EXERCISE REQUIREMENTS: Print exactly what the entries say, line by line, from the first line down to the one with "use chrono::NaiveDateTime;", inclusive.

[Extracted records]
· · · · · · ·

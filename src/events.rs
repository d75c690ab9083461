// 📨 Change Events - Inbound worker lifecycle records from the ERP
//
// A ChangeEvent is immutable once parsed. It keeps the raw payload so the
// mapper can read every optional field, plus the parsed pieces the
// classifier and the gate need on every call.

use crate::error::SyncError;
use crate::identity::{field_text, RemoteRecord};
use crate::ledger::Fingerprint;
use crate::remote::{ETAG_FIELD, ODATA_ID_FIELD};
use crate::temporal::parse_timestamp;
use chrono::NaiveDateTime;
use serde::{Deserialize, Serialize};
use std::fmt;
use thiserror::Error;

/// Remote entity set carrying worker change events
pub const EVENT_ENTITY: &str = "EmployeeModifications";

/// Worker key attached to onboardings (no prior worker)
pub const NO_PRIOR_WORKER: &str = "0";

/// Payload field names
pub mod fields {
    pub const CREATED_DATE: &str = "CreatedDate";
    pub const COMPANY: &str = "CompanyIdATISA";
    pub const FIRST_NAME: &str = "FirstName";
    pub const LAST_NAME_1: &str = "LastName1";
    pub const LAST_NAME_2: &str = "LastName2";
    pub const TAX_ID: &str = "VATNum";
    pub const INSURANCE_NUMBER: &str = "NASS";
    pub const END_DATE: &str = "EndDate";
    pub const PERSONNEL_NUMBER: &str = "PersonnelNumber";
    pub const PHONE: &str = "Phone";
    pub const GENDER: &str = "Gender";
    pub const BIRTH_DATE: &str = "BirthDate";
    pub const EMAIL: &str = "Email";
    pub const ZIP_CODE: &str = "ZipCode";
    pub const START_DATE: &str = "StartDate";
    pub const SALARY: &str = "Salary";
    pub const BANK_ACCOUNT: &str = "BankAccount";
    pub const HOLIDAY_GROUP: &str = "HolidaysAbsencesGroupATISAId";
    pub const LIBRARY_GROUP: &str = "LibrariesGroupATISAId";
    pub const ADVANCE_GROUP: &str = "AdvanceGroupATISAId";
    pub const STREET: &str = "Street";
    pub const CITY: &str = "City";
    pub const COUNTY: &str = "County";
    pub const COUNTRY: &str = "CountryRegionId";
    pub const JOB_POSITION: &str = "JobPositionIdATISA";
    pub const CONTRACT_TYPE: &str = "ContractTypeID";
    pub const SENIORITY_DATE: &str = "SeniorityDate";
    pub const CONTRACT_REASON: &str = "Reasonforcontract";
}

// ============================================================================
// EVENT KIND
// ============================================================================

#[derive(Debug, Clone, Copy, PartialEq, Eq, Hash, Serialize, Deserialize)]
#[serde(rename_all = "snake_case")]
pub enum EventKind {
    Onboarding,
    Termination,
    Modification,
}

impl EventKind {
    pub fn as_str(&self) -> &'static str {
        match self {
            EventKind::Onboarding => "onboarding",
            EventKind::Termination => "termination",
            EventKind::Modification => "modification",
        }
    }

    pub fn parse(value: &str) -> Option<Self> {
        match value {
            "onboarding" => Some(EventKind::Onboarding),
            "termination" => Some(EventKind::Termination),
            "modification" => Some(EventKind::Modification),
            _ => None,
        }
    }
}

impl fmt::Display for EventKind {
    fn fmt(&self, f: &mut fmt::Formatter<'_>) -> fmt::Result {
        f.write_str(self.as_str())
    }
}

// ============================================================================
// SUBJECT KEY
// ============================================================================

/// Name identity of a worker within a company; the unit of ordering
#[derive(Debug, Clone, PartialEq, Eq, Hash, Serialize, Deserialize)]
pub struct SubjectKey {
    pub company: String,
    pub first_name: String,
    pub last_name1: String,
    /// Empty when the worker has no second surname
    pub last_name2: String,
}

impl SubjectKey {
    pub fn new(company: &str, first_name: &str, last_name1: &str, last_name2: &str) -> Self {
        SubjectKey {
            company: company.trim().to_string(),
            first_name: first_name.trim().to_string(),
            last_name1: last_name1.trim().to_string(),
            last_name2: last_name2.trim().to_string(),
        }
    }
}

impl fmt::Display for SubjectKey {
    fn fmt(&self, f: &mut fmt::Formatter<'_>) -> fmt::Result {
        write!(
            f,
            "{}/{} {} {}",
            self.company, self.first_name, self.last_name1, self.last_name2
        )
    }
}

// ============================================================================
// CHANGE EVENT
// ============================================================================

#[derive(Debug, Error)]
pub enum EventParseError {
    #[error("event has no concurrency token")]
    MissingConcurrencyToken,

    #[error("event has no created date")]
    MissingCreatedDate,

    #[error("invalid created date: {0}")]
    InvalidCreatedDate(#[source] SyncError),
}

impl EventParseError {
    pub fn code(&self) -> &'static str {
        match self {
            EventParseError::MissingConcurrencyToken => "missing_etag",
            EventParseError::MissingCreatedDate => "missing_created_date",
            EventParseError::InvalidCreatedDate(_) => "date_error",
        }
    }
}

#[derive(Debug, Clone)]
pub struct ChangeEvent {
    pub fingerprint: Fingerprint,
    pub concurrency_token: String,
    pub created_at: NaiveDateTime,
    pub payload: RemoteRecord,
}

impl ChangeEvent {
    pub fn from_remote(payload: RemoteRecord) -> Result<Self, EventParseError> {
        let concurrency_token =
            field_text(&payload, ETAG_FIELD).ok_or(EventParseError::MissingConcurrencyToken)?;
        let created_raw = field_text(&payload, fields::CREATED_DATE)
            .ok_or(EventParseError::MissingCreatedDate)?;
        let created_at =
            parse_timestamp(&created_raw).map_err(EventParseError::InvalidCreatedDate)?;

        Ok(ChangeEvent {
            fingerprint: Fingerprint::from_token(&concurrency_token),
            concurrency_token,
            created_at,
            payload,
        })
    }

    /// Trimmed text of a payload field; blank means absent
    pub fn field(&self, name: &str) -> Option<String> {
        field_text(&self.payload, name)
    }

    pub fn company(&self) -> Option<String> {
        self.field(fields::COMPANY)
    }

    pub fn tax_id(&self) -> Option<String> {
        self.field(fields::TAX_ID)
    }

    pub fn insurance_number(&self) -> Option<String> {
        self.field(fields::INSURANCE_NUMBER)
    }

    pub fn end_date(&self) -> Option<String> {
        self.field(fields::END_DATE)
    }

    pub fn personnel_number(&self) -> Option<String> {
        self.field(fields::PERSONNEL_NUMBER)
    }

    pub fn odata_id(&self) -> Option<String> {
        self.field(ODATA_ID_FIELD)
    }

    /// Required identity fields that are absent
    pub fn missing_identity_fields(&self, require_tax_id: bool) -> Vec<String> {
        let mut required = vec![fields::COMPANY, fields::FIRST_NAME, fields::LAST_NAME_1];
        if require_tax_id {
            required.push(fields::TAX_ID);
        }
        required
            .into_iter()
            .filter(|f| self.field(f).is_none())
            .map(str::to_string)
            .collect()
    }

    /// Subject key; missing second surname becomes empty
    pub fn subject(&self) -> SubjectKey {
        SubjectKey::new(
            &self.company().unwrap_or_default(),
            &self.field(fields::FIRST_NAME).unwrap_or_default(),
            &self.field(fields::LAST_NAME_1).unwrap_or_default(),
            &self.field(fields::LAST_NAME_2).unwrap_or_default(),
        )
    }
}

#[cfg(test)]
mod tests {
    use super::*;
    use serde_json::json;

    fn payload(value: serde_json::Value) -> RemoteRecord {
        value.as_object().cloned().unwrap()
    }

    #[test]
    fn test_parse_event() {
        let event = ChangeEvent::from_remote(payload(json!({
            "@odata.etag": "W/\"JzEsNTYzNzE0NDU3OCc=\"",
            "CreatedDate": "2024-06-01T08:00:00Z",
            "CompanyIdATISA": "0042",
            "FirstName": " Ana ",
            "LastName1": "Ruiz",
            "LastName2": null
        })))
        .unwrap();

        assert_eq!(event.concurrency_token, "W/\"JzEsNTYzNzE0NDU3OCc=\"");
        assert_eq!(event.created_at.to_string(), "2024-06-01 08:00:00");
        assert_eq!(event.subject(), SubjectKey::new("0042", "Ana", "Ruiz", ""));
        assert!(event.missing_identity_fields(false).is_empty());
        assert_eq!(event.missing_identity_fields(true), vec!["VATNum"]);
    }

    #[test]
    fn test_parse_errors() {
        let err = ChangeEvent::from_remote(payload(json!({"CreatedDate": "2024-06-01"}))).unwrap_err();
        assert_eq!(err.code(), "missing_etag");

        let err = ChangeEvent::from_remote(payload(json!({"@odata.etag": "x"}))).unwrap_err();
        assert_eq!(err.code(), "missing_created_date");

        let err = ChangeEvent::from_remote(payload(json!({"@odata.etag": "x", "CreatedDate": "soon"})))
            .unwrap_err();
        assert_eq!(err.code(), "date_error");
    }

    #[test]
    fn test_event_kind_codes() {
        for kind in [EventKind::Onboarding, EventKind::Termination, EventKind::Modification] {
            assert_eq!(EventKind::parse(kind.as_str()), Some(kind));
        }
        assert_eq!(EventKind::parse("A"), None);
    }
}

· · · · · · ·

RESULT OF THE TASK:
filename src/events.rs
repository d75c690ab9083461
// 📨 Change Events - Inbound worker lifecycle records from the ERP
//
// A ChangeEvent is immutable once parsed. It keeps the raw payload so the
// mapper can read every optional field, plus the parsed pieces the
// classifier and the gate need on every call.

use crate::error::SyncError;
use crate::identity::{field_text, RemoteRecord};
use crate::ledger::Fingerprint;
use crate::remote::{ETAG_FIELD, ODATA_ID_FIELD};
use crate::temporal::parse_timestamp;
use chrono::NaiveDateTime;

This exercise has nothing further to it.